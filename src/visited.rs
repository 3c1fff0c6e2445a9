use std::collections::HashSet;
use crate::core::{Fingerprint, State};

/// Set of fingerprints that a solver will refuse to expand. A solve call
/// borrows it mutably and adds every state it expands; anything placed in it
/// beforehand is treated exactly as if it had been explored already, which
/// is how callers steer a search away from a known solution.
#[derive(Debug, Clone, Default, PartialEq)]
pub struct VisitedRegistry {
    seen: HashSet<Fingerprint>,
}

impl VisitedRegistry {
    pub fn new() -> Self {
        Self { seen: HashSet::new() }
    }

    /// Registry pre-seeded with the fingerprints of the given states.
    pub fn excluding<'a, S: State + 'a, I: IntoIterator<Item = &'a S>>(states: I) -> Self {
        states.into_iter().map(|s| s.fingerprint()).collect()
    }

    /// Returns false if the fingerprint was already present.
    pub fn insert(&mut self, fp: Fingerprint) -> bool {
        self.seen.insert(fp)
    }

    pub fn contains(&self, fp: &Fingerprint) -> bool {
        self.seen.contains(fp)
    }

    pub fn contains_state<S: State>(&self, state: &S) -> bool {
        self.seen.contains(&state.fingerprint())
    }

    pub fn len(&self) -> usize {
        self.seen.len()
    }

    pub fn is_empty(&self) -> bool {
        self.seen.is_empty()
    }

    pub fn clear(&mut self) {
        self.seen.clear();
    }

    pub fn iter(&self) -> impl Iterator<Item = &Fingerprint> {
        self.seen.iter()
    }
}

impl FromIterator<Fingerprint> for VisitedRegistry {
    fn from_iter<I: IntoIterator<Item = Fingerprint>>(iter: I) -> Self {
        Self { seen: iter.into_iter().collect() }
    }
}

impl Extend<Fingerprint> for VisitedRegistry {
    fn extend<I: IntoIterator<Item = Fingerprint>>(&mut self, iter: I) {
        self.seen.extend(iter);
    }
}
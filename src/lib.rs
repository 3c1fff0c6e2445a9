pub mod core;
pub mod visited;
pub mod solver;
pub mod debug;
pub mod sudoku;
pub mod cli;
#[cfg(any(test, feature = "test-util"))]
pub mod test_util;
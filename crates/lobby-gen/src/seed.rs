//! Seeded generators for spawn placement.
//!
//! Every fill owns its generator; nothing here touches process-wide state.
//! [`LibcRand`] reproduces musl's `srand`/`rand` pair, which is what wasm32
//! C toolchains link, so spawn coordinates match those builds draw for draw.
//! [`SpawnRng`] selects between that stream and a portable ChaCha8 stream.

use std::fmt;
use std::str::FromStr;

use rand::rand_core::impls;
use rand::{RngCore, SeedableRng};
use rand_chacha::ChaCha8Rng;
use serde::{Deserialize, Serialize};

use crate::GenerateError;

// ---------------------------------------------------------------------------
// musl-compatible LCG
// ---------------------------------------------------------------------------

const LCG_MULTIPLIER: u64 = 6364136223846793005;

/// 64-bit LCG with the musl libc `rand()` output function.
///
/// Seeding stores `seed - 1` computed in 32-bit unsigned arithmetic, so seed
/// `0` starts from `0xFFFF_FFFF`. Each draw returns the top 31 bits of the
/// advanced state; [`RngCore::next_u32`] therefore never sets bit 31.
#[derive(Clone, Debug, PartialEq, Eq)]
pub struct LibcRand {
    state: u64,
}

impl LibcRand {
    /// Equivalent of `srand(seed)`.
    pub fn new(seed: i32) -> Self {
        Self {
            state: u64::from((seed as u32).wrapping_sub(1)),
        }
    }

    /// Equivalent of `rand()`: a non-negative value in `0..=i32::MAX`.
    #[inline]
    pub fn next_draw(&mut self) -> u32 {
        self.state = self.state.wrapping_mul(LCG_MULTIPLIER).wrapping_add(1);
        (self.state >> 33) as u32
    }
}

impl RngCore for LibcRand {
    #[inline]
    fn next_u32(&mut self) -> u32 {
        self.next_draw()
    }

    fn next_u64(&mut self) -> u64 {
        impls::next_u64_via_u32(self)
    }

    fn fill_bytes(&mut self, dest: &mut [u8]) {
        impls::fill_bytes_via_next(self, dest);
    }
}

impl SeedableRng for LibcRand {
    /// Little-endian `i32` seed.
    type Seed = [u8; 4];

    fn from_seed(seed: Self::Seed) -> Self {
        Self::new(i32::from_le_bytes(seed))
    }
}

// ---------------------------------------------------------------------------
// Algorithm selection
// ---------------------------------------------------------------------------

/// Which generator drives spawn placement.
#[derive(Clone, Copy, Debug, Default, PartialEq, Eq, Hash, Serialize, Deserialize)]
#[serde(rename_all = "lowercase")]
pub enum RngAlgorithm {
    /// musl-compatible LCG, matching wasm32 C builds.
    #[default]
    Libc,
    /// ChaCha8 stream, identical on every platform and target.
    ChaCha8,
}

impl RngAlgorithm {
    /// Canonical lowercase name.
    pub fn as_str(self) -> &'static str {
        match self {
            Self::Libc => "libc",
            Self::ChaCha8 => "chacha8",
        }
    }
}

impl fmt::Display for RngAlgorithm {
    fn fmt(&self, f: &mut fmt::Formatter<'_>) -> fmt::Result {
        f.write_str(self.as_str())
    }
}

impl FromStr for RngAlgorithm {
    type Err = GenerateError;

    fn from_str(s: &str) -> Result<Self, Self::Err> {
        match s.to_ascii_lowercase().as_str() {
            "libc" => Ok(Self::Libc),
            "chacha8" => Ok(Self::ChaCha8),
            _ => Err(GenerateError::UnknownRngAlgorithm(s.to_string())),
        }
    }
}

/// A scoped spawn generator constructed from a seed.
#[derive(Clone, Debug)]
pub enum SpawnRng {
    /// See [`LibcRand`].
    Libc(LibcRand),
    /// ChaCha8 seeded from the seed's 32-bit pattern.
    ChaCha8(ChaCha8Rng),
}

impl SpawnRng {
    /// Build the generator for `algorithm`, seeded from `seed`.
    pub fn new(algorithm: RngAlgorithm, seed: i32) -> Self {
        match algorithm {
            RngAlgorithm::Libc => Self::Libc(LibcRand::new(seed)),
            RngAlgorithm::ChaCha8 => {
                Self::ChaCha8(ChaCha8Rng::seed_from_u64(u64::from(seed as u32)))
            }
        }
    }

    /// The algorithm backing this generator.
    pub fn algorithm(&self) -> RngAlgorithm {
        match self {
            Self::Libc(_) => RngAlgorithm::Libc,
            Self::ChaCha8(_) => RngAlgorithm::ChaCha8,
        }
    }
}

impl RngCore for SpawnRng {
    #[inline]
    fn next_u32(&mut self) -> u32 {
        match self {
            Self::Libc(rng) => rng.next_u32(),
            Self::ChaCha8(rng) => rng.next_u32(),
        }
    }

    #[inline]
    fn next_u64(&mut self) -> u64 {
        match self {
            Self::Libc(rng) => rng.next_u64(),
            Self::ChaCha8(rng) => rng.next_u64(),
        }
    }

    fn fill_bytes(&mut self, dest: &mut [u8]) {
        match self {
            Self::Libc(rng) => rng.fill_bytes(dest),
            Self::ChaCha8(rng) => rng.fill_bytes(dest),
        }
    }
}

#[cfg(test)]
mod tests {
    use super::*;

    fn draws(seed: i32, n: usize) -> Vec<u32> {
        let mut rng = LibcRand::new(seed);
        (0..n).map(|_| rng.next_draw()).collect()
    }

    #[test]
    fn test_libc_rand_matches_musl_reference() {
        assert_eq!(
            draws(1, 6),
            [0, 740882966, 1616430695, 1708849955, 1669437588, 406334850]
        );
        assert_eq!(
            draws(42, 6),
            [311430560, 131117839, 1110653038, 92942940, 1421832848, 1535304859]
        );
    }

    #[test]
    fn test_libc_rand_seed_zero_wraps_in_32_bits() {
        assert_eq!(draws(0, 3), [2049033599, 2025915578, 1407788582]);
    }

    #[test]
    fn test_libc_rand_draws_are_non_negative() {
        let mut rng = LibcRand::new(-123_456);
        for _ in 0..10_000 {
            assert!(rng.next_u32() <= i32::MAX as u32);
        }
    }

    #[test]
    fn test_libc_rand_reseed_restarts_sequence() {
        let mut rng = LibcRand::new(9);
        let first: Vec<u32> = (0..16).map(|_| rng.next_u32()).collect();
        rng = LibcRand::new(9);
        let second: Vec<u32> = (0..16).map(|_| rng.next_u32()).collect();
        assert_eq!(first, second);
    }

    #[test]
    fn test_from_seed_is_little_endian_i32() {
        let a = LibcRand::from_seed(42i32.to_le_bytes());
        assert_eq!(a, LibcRand::new(42));
    }

    #[test]
    fn test_spawn_rng_chacha8_deterministic() {
        let mut a = SpawnRng::new(RngAlgorithm::ChaCha8, 7);
        let mut b = SpawnRng::new(RngAlgorithm::ChaCha8, 7);
        for _ in 0..1000 {
            assert_eq!(a.next_u64(), b.next_u64());
        }
    }

    #[test]
    fn test_spawn_rng_algorithms_differ() {
        let mut libc = SpawnRng::new(RngAlgorithm::Libc, 7);
        let mut chacha = SpawnRng::new(RngAlgorithm::ChaCha8, 7);
        let a: Vec<u32> = (0..8).map(|_| libc.next_u32()).collect();
        let b: Vec<u32> = (0..8).map(|_| chacha.next_u32()).collect();
        assert_ne!(a, b);
        assert_eq!(libc.algorithm(), RngAlgorithm::Libc);
        assert_eq!(chacha.algorithm(), RngAlgorithm::ChaCha8);
    }

    #[test]
    fn test_algorithm_parse_and_display() {
        assert_eq!("libc".parse::<RngAlgorithm>(), Ok(RngAlgorithm::Libc));
        assert_eq!("ChaCha8".parse::<RngAlgorithm>(), Ok(RngAlgorithm::ChaCha8));
        assert_eq!(RngAlgorithm::ChaCha8.to_string(), "chacha8");
        assert_eq!(
            "xorshift".parse::<RngAlgorithm>(),
            Err(GenerateError::UnknownRngAlgorithm("xorshift".to_string()))
        );
    }
}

### What the task requires
Scan the entries for lines holding the string "filename", then copy every one of them.

### Exercise solution
filename src/visited.rs
filename src/lib.rs
filename crates/lobby-gen/src/seed.rs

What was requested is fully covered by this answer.